The seers of early yoga scriptures were interested in physical postures only insofar as they aided meditation and breathing. The oldest known text devoted solely to yoga now regarded as its de facto bible - is the Yoga Sutra of Maharishi Patanjali, composed sometime before AD350.

Patanjali devotes only three short verses out of 196 to physical postures, making clear that the mastery in asanas or positions lies not in athleticism or flexibility, the ability to bend, twist and work up a sweat, but in the fact that it facilitates an effortless state of mental absorption. In short, the purpose of body work is to refine the mind; yoga is the settled mind.

The highest status in Indian society was afforded to the maharaj, or great king, who, stationed serenely under his tree, was the unattached lord of all he surveyed and more. The Buddha, realising enlightenment while meditating under the Bodhi tree, is the most potent symbol of this.

Yoga was a physical practice only insofar as it served a spiritual objective. None of the great authorities, Shearer writes, saw the practice of yoga as a means to perfect the human frame, but as a way to transcend its irksome limitations altogether. The fierce asceticism and punishing physical contortions of the sadhus and fakirs were steps in the cultivation of siddhis, or powers not as an end in themselves, but as a means of self-transcendence.

Mud-covered men do yoga at Down to Earth Confest in Wangaratta in 1984.Credit:Simon Corden

Shearer, who has written extensively on Hindu and Buddhist philosophy, provides a fascinating chronology of the changing attitudes towards yoga in the West. To the Victorians, Indian holy men were held to be objects either of reproval the emaciated yogi lying on a bed of nails provided the perfect illustration of the perceived laziness and moral turpitude of the native Indian, in stark contrast to the doctrine of Muscular Christianity served up by the social reformer and evangelist Charles Kingsley, whose recipe for moral improvement was a cold morning bath or of a kind of appalled amusement.

Shearer neglects to mention the religious posturist Bava Lachman Dass, who exhibited himself at the Westminster Aquarium in 1897, demonstrating 48 yoga positions, drawn from what The Strand magazine described as the repulsive Indian religion. Queen Victoria, meanwhile, once held a tea party for a group of sadhus recruited from Jaipur jail, so she could sketch them.

A deeper understanding came with Swami Vivekananda, whose appearance at the first World Parliament of Religions in Chicago in 1893 galvanised popular interest in Hindu teachings. The Fabian turned theosophist Annie Besant, who saw Vivekananda speak in Chicago Purposeful, virile, strong, he stood out, a man among men, able to hold his own would go on to publish a book on Maharishi Patanjalis yoga in 1907.

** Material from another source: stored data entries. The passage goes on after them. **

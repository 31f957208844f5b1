use std::sync::OnceLock;

use regex::Regex;

use crate::shared::errors::AppError;

pub const MIN_SCORE: f64 = 0.0;
pub const MAX_SCORE: f64 = 5.0;

const MIN_TITLE_LEN: usize = 5;
const MAX_TITLE_LEN: usize = 80;
const MAX_PAGE_SIZE: u32 = 100;

fn image_url_pattern() -> &'static Regex {
    static PATTERN: OnceLock<Regex> = OnceLock::new();
    PATTERN.get_or_init(|| {
        Regex::new(r"^https?://[^\s/$.?#][^\s]*$").expect("image url pattern is valid")
    })
}

pub struct Validator;

impl Validator {
    pub fn validate_movie_title(title: &str) -> Result<(), AppError> {
        let trimmed = title.trim();
        if trimmed.is_empty() {
            return Err(AppError::ValidationError(
                "Title cannot be empty".to_string(),
            ));
        }
        let len = trimmed.chars().count();
        if !(MIN_TITLE_LEN..=MAX_TITLE_LEN).contains(&len) {
            return Err(AppError::ValidationError(format!(
                "Title must be between {} and {} characters",
                MIN_TITLE_LEN, MAX_TITLE_LEN
            )));
        }
        Ok(())
    }

    pub fn validate_image_url(image: Option<&str>) -> Result<(), AppError> {
        match image {
            Some(url) if !image_url_pattern().is_match(url) => Err(AppError::ValidationError(
                format!("Image must be an http(s) URL: {}", url),
            )),
            _ => Ok(()),
        }
    }

    pub fn validate_score(score: f64) -> Result<(), AppError> {
        if !score.is_finite() || !(MIN_SCORE..=MAX_SCORE).contains(&score) {
            return Err(AppError::ValidationError(format!(
                "Score must be between {} and {}",
                MIN_SCORE, MAX_SCORE
            )));
        }
        Ok(())
    }

    pub fn validate_pagination(page: u32, page_size: u32) -> Result<(), AppError> {
        if page == 0 {
            return Err(AppError::ValidationError(
                "Page numbers start at 1".to_string(),
            ));
        }
        if page_size == 0 {
            return Err(AppError::ValidationError(
                "Page size must be positive".to_string(),
            ));
        }
        if page_size > MAX_PAGE_SIZE {
            return Err(AppError::ValidationError(format!(
                "Page size cannot exceed {}",
                MAX_PAGE_SIZE
            )));
        }
        Ok(())
    }
}
pub mod application;
pub mod domain;
pub mod infrastructure;

// Re-exports for easy external access
pub use application::{ports::AuthenticationProvider, UserService};
pub use domain::{Role, User, UserDetails, UserRepository};
pub use infrastructure::{TaskLocalSecurityContext, UserRepositoryImpl};
pub mod memory;

pub use memory::InMemoryStore;
use std::sync::Arc;

use uuid::Uuid;

use super::dto::{MovieDto, MovieForm};
use crate::modules::movie::domain::{Movie, MovieRepository};
use crate::shared::{
    application::pagination::{PaginatedResult, PaginationParams},
    errors::{AppError, AppResult},
    utils::logger::LogContext,
};
use crate::{log_debug, log_info, log_warn};

/// Query/command service over the movie catalogue
pub struct MovieService {
    movie_repo: Arc<dyn MovieRepository>,
}

impl MovieService {
    pub fn new(movie_repo: Arc<dyn MovieRepository>) -> Self {
        Self { movie_repo }
    }

    pub async fn find_all(
        &self,
        title: &str,
        pagination: PaginationParams,
    ) -> AppResult<PaginatedResult<MovieDto>> {
        pagination.validate()?;
        LogContext::search_operation(title, None);

        let page = self.movie_repo.search_by_title(title, pagination).await?;

        LogContext::search_operation(title, Some(page.number_of_elements()));
        Ok(page.map(MovieDto::from))
    }

    pub async fn find_by_id(&self, id: Uuid) -> AppResult<MovieDto> {
        let movie = self
            .movie_repo
            .find_by_id(id)
            .await?
            .ok_or_else(|| Self::not_found(id))?;

        Ok(MovieDto::from(movie))
    }

    pub async fn insert(&self, form: MovieForm) -> AppResult<MovieDto> {
        form.validate()?;

        let movie = Movie::new(form.title.trim(), form.image);
        let saved = self.movie_repo.save(&movie).await?;

        log_info!("Inserted movie {} ({})", saved.title, saved.id);
        Ok(MovieDto::from(saved))
    }

    pub async fn update(&self, id: Uuid, form: MovieForm) -> AppResult<MovieDto> {
        form.validate()?;

        // Existence is settled before anything is written
        let mut movie = self
            .movie_repo
            .find_by_id(id)
            .await?
            .ok_or_else(|| Self::not_found(id))?;

        movie.update_details(form.title.trim(), form.image);
        let saved = self.movie_repo.save(&movie).await?;

        log_debug!("Updated movie {}", id);
        Ok(MovieDto::from(saved))
    }

    pub async fn delete(&self, id: Uuid) -> AppResult<()> {
        if !self.movie_repo.exists(id).await? {
            return Err(Self::not_found(id));
        }

        match self.movie_repo.delete(id).await {
            Ok(()) => {
                log_info!("Deleted movie {}", id);
                Ok(())
            }
            Err(AppError::IntegrityConflict(reason)) => {
                log_warn!("Refusing to delete movie {}: {}", id, reason);
                Err(AppError::IntegrityConflict(format!(
                    "Movie {} is still referenced by other records",
                    id
                )))
            }
            Err(e) => Err(e),
        }
    }

    fn not_found(id: Uuid) -> AppError {
        AppError::NotFound(format!("Movie with ID {} not found", id))
    }
}
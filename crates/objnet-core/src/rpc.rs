//! Request and response messages of the remote object service.

use serde::{Deserialize, Serialize};

use crate::object::{Object, Query, Range};
use crate::refs::{Address, ContainerId, OwnerId};
use crate::session::SessionToken;
use crate::tz::Digest;

/// Default request time-to-live (hops through the storage network).
pub const DEFAULT_TTL: u32 = 2;

/// Operation selector sent as the first frame of a network stream.
#[derive(Clone, Copy, Debug, PartialEq, Eq, Serialize, Deserialize)]
#[serde(rename_all = "snake_case")]
pub enum Rpc {
    Put,
    Get,
    Delete,
    Head,
    Search,
    GetRange,
    GetRangeHash,
    CreateSession,
}

#[derive(Clone, Debug, PartialEq, Eq, Serialize, Deserialize)]
#[serde(tag = "frame", rename_all = "snake_case")]
pub enum PutRequest {
    Header {
        object: Object,
        token: Option<SessionToken>,
        ttl: u32,
    },
    Chunk {
        #[serde(with = "crate::serde_hex")]
        data: Vec<u8>,
    },
}

#[derive(Clone, Debug, PartialEq, Eq, Serialize, Deserialize)]
pub struct PutResponse {
    pub address: Address,
}

#[derive(Clone, Debug, PartialEq, Eq, Serialize, Deserialize)]
pub struct GetRequest {
    pub address: Address,
    pub ttl: u32,
}

#[derive(Clone, Debug, PartialEq, Eq, Serialize, Deserialize)]
#[serde(tag = "frame", rename_all = "snake_case")]
pub enum GetResponse {
    /// First frame: object header, possibly with a leading payload slice.
    Object { object: Object },
    Chunk {
        #[serde(with = "crate::serde_hex")]
        data: Vec<u8>,
    },
}

#[derive(Clone, Debug, PartialEq, Eq, Serialize, Deserialize)]
pub struct DeleteRequest {
    pub address: Address,
    pub owner_id: OwnerId,
    pub token: SessionToken,
    pub ttl: u32,
}

#[derive(Clone, Debug, Default, PartialEq, Eq, Serialize, Deserialize)]
pub struct DeleteResponse {}

#[derive(Clone, Debug, PartialEq, Eq, Serialize, Deserialize)]
pub struct HeadRequest {
    pub address: Address,
    pub full_headers: bool,
    pub ttl: u32,
}

#[derive(Clone, Debug, PartialEq, Eq, Serialize, Deserialize)]
pub struct HeadResponse {
    pub object: Object,
}

#[derive(Clone, Debug, PartialEq, Eq, Serialize, Deserialize)]
pub struct SearchRequest {
    pub container_id: ContainerId,
    pub query: Query,
    pub ttl: u32,
}

#[derive(Clone, Debug, Default, PartialEq, Eq, Serialize, Deserialize)]
pub struct SearchResponse {
    pub addresses: Vec<Address>,
}

#[derive(Clone, Debug, PartialEq, Eq, Serialize, Deserialize)]
pub struct GetRangeRequest {
    pub address: Address,
    pub ranges: Vec<Range>,
    pub ttl: u32,
}

#[derive(Clone, Debug, Default, PartialEq, Eq, Serialize, Deserialize)]
pub struct GetRangeResponse {
    #[serde(with = "fragments")]
    pub fragments: Vec<Vec<u8>>,
}

#[derive(Clone, Debug, PartialEq, Eq, Serialize, Deserialize)]
pub struct GetRangeHashRequest {
    pub address: Address,
    pub ranges: Vec<Range>,
    #[serde(with = "crate::serde_hex")]
    pub salt: Vec<u8>,
    pub ttl: u32,
}

#[derive(Clone, Debug, Default, PartialEq, Eq, Serialize, Deserialize)]
pub struct GetRangeHashResponse {
    pub hashes: Vec<Digest>,
}

#[derive(Clone, Debug, PartialEq, Eq, Serialize, Deserialize)]
#[serde(tag = "step", rename_all = "snake_case")]
pub enum CreateRequest {
    /// Client proposal: owner, scope and epoch window.
    Init { token: SessionToken },
    /// The echoed token, signed by the client.
    Signed { token: SessionToken },
}

#[derive(Clone, Debug, PartialEq, Eq, Serialize, Deserialize)]
#[serde(tag = "step", rename_all = "snake_case")]
pub enum CreateResponse {
    /// Echo of the proposal carrying the negotiated public key.
    Unsigned { token: SessionToken },
    /// Final token accepted by the service.
    Result { token: SessionToken },
}

mod fragments {
    use serde::{de::Error, Deserialize, Deserializer, Serializer};

    pub fn serialize<S>(value: &[Vec<u8>], serializer: S) -> Result<S::Ok, S::Error>
    where
        S: Serializer,
    {
        serializer.collect_seq(value.iter().map(hex::encode))
    }

    pub fn deserialize<'de, D>(deserializer: D) -> Result<Vec<Vec<u8>>, D::Error>
    where
        D: Deserializer<'de>,
    {
        Vec::<String>::deserialize(deserializer)?
            .iter()
            .map(|s| hex::decode(s).map_err(D::Error::custom))
            .collect()
    }
}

The psychologist William James (Henry's brother), who was similarly impressed, remarked that yoga makes of its disciples, good, healthy and happy men. In 1932, Carl Jung presented a seminar on kundalini yoga to the Psychological Society in Zurich which, Shearer writes, was regarded as a milestone in the Western understanding of Eastern thought.

Finlay Wilson revealed a Scottish mystery in Kilted Yoga.Credit:

Further enlightenment came with Aurobindo Ghose, the Indian nationalist turned mystic, whose teachings inspired the founders of the Esalen Institute in California the crucible of the so-called Human Potential movement in the 1960s whose program today boasts any number of bodywork techniques that would have been unknown in ancient India, including shadow yoga and grief yoga, which blends postures, movement, breath and vocalisation in ways that help students process the grief that follows any loss.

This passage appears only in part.